Assignment - Copy out each line containing "SubscriptionTier" from the entries below.
:: Dataset excerpts ::
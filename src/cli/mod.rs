//! Command-line surface over the engine: reads JSON requests, prints JSON.

pub mod requests;

use serde::Serialize;
use tracing::info;

use crate::{
    config::Config,
    engine::{
        aggregate_fleet_history, aggregate_validated, compare_jobs, outlook, reveal,
        CommuteCostModel, DailyLedgerEntry, GatedFeature, SubscriptionTier, TrueCompensation,
        Visibility, VisibilityTable,
    },
    errors::CliError,
    time::Clock,
    utils::{build_info, input::read_json},
};

use requests::{
    CashFlowRequest, CashFlowResponse, CommuteRequest, CommuteResponse, JobsRequest,
    VehiclesRequest, VehiclesResponse,
};

pub const USAGE: &str = "Usage: forecast_core_cli <command>\n\
Commands:\n  \
commute <file.json|->\n  \
jobs <file.json|->\n  \
cashflow <file.json|->\n  \
vehicles <file.json|->\n  \
visibility <tier> <feature>\n  \
version";

/// Everything a command needs besides its arguments.
pub struct CliContext {
    pub config: Config,
    pub clock: Box<dyn Clock>,
}

impl CliContext {
    pub fn new(config: Config, clock: Box<dyn Clock>) -> Self {
        Self { config, clock }
    }

    fn visibility_table(&self) -> VisibilityTable {
        self.config.visibility_table()
    }

    /// Requests without a tier see everything.
    fn resolve(&self, tier: Option<SubscriptionTier>, feature: GatedFeature) -> Visibility {
        tier.map(|tier| self.visibility_table().resolve(tier, feature))
            .unwrap_or(Visibility::Full)
    }
}

/// Runs one command and returns the text to print on stdout.
pub fn run(args: &[String], ctx: &CliContext) -> Result<String, CliError> {
    let (command, rest) = args
        .split_first()
        .ok_or_else(|| CliError::Input(USAGE.to_string()))?;
    info!(command = %command, "running command");

    match command.as_str() {
        "commute" => render(&commute(single_arg(rest)?, ctx)?),
        "jobs" => {
            let request: JobsRequest = read_json(single_arg(rest)?)?;
            let year = request
                .reference_year
                .unwrap_or_else(|| ctx.clock.current_year());
            render(&compare_jobs(&request.offers, &ctx.config.rates, year)?)
        }
        "cashflow" => render(&cashflow(single_arg(rest)?, ctx)?),
        "vehicles" => render(&vehicles(single_arg(rest)?, ctx)?),
        "visibility" => {
            let [tier, feature] = rest else {
                return Err(CliError::Input(USAGE.to_string()));
            };
            let tier: SubscriptionTier = tier.parse()?;
            let feature: GatedFeature = feature.parse()?;
            render(&ctx.visibility_table().resolve(tier, feature))
        }
        "version" => Ok(build_info::current().summary()),
        other => Err(CliError::Command(format!(
            "unknown command `{other}`\n{USAGE}"
        ))),
    }
}

fn single_arg(rest: &[String]) -> Result<&str, CliError> {
    match rest {
        [source] => Ok(source.as_str()),
        _ => Err(CliError::Input(USAGE.to_string())),
    }
}

fn render<T: Serialize>(value: &T) -> Result<String, CliError> {
    serde_json::to_string_pretty(value).map_err(|err| CliError::Command(err.to_string()))
}

fn commute(source: &str, ctx: &CliContext) -> Result<CommuteResponse, CliError> {
    let request: CommuteRequest = read_json(source)?;
    let year = request
        .reference_year
        .unwrap_or_else(|| ctx.clock.current_year());
    let breakdown =
        CommuteCostModel::compute(&request.vehicle, &request.commute, &ctx.config.rates, year)?;
    let compensation = request
        .monthly_salary
        .map(|salary| TrueCompensation::from_salary(salary, &breakdown))
        .transpose()?;
    Ok(CommuteResponse {
        breakdown,
        compensation,
    })
}

fn cashflow(source: &str, ctx: &CliContext) -> Result<CashFlowResponse, CliError> {
    let request: CashFlowRequest = read_json(source)?;
    let tier = request.tier;
    let entries: Vec<DailyLedgerEntry> = request
        .entries
        .into_iter()
        .map(|entry| entry.into_entry(&ctx.config.thresholds))
        .collect();
    // One rejected entry fails the whole request; nothing is skipped.
    let months = aggregate_validated(&entries)?;
    let breakdown_visibility = ctx.resolve(tier, GatedFeature::MonthlyBreakdown);
    let chart_visibility = ctx.resolve(tier, GatedFeature::NinetyDayChart);
    let shown = reveal(&months, breakdown_visibility).to_vec();
    let headline = if chart_visibility.is_locked() {
        None
    } else {
        outlook(&entries)
    };
    Ok(CashFlowResponse {
        breakdown_visibility,
        hidden_months: months.len() - shown.len(),
        months: shown,
        chart_visibility,
        outlook: headline,
    })
}

fn vehicles(source: &str, ctx: &CliContext) -> Result<VehiclesResponse, CliError> {
    let request: VehiclesRequest = read_json(source)?;
    let drill_down_visibility = ctx.resolve(request.tier, GatedFeature::VehicleDrillDown);
    let mut months = aggregate_fleet_history(&request.records)?;
    for month in &mut months {
        month.vehicles = reveal(&month.vehicles, drill_down_visibility).to_vec();
    }
    Ok(VehiclesResponse {
        drill_down_visibility,
        months,
    })
}

#[cfg(test)]
mod tests {
    use super::*;
    use crate::engine::BalanceStatus;
    use crate::time::FixedClock;
    use chrono::NaiveDate;

    fn ctx() -> CliContext {
        CliContext::new(
            Config::default(),
            Box::new(FixedClock::on(NaiveDate::from_ymd_opt(2026, 1, 1).unwrap())),
        )
    }

    fn args(values: &[&str]) -> Vec<String> {
        values.iter().map(|value| value.to_string()).collect()
    }

    #[test]
    fn visibility_command_prints_tagged_decision() {
        let out = run(&args(&["visibility", "budget", "monthly-breakdown"]), &ctx()).unwrap();
        assert!(out.contains("partial_preview"));
        assert!(out.contains("3"));
    }

    #[test]
    fn unknown_command_is_reported() {
        let err = run(&args(&["frobnicate"]), &ctx()).unwrap_err();
        assert!(err.to_string().contains("frobnicate"));
    }

    #[test]
    fn missing_arguments_show_usage() {
        assert!(matches!(run(&[], &ctx()), Err(CliError::Input(_))));
        assert!(matches!(
            run(&args(&["visibility", "budget"]), &ctx()),
            Err(CliError::Input(_))
        ));
    }

    #[test]
    fn cashflow_hides_months_beyond_preview() {
        let file = tempfile::NamedTempFile::new().unwrap();
        let entries: Vec<String> = (1..=5)
            .map(|month| {
                format!(
                    r#"{{"date":"2024-0{month}-01","opening_balance":100.0,"closing_balance":90.0,"net_change":-10.0,"status":"warning"}}"#
                )
            })
            .collect();
        let body = format!(r#"{{"tier":"budget","entries":[{}]}}"#, entries.join(","));
        std::fs::write(file.path(), body).unwrap();

        let path = file.path().to_str().unwrap();
        let response = cashflow(path, &ctx()).unwrap();
        assert_eq!(response.months.len(), 3);
        assert_eq!(response.hidden_months, 2);
        assert!(response.outlook.is_none());
    }

    #[test]
    fn cashflow_classifies_missing_status_with_configured_floor() {
        let file = tempfile::NamedTempFile::new().unwrap();
        std::fs::write(
            file.path(),
            r#"{"entries":[
                {"date":"2024-06-01","opening_balance":900.0,"closing_balance":800.0},
                {"date":"2024-06-02","opening_balance":800.0,"closing_balance":700.0,"status":"healthy"}
            ]}"#,
        )
        .unwrap();
        let mut context = ctx();
        context.config.thresholds.healthy_floor = 750.0;

        let response = cashflow(file.path().to_str().unwrap(), &context).unwrap();
        assert_eq!(response.months[0].worst_status, BalanceStatus::Healthy);
        assert_eq!(response.months[0].total_expenses, 200.0);

        context.config.thresholds.healthy_floor = 850.0;
        let response = cashflow(file.path().to_str().unwrap(), &context).unwrap();
        assert_eq!(response.months[0].worst_status, BalanceStatus::Warning);
    }
}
:::
Output below -
        CommuteCostModel, DailyLedgerEntry, GatedFeature, SubscriptionTier, TrueCompensation,
    fn resolve(&self, tier: Option<SubscriptionTier>, feature: GatedFeature) -> Visibility {
            let tier: SubscriptionTier = tier.parse()?;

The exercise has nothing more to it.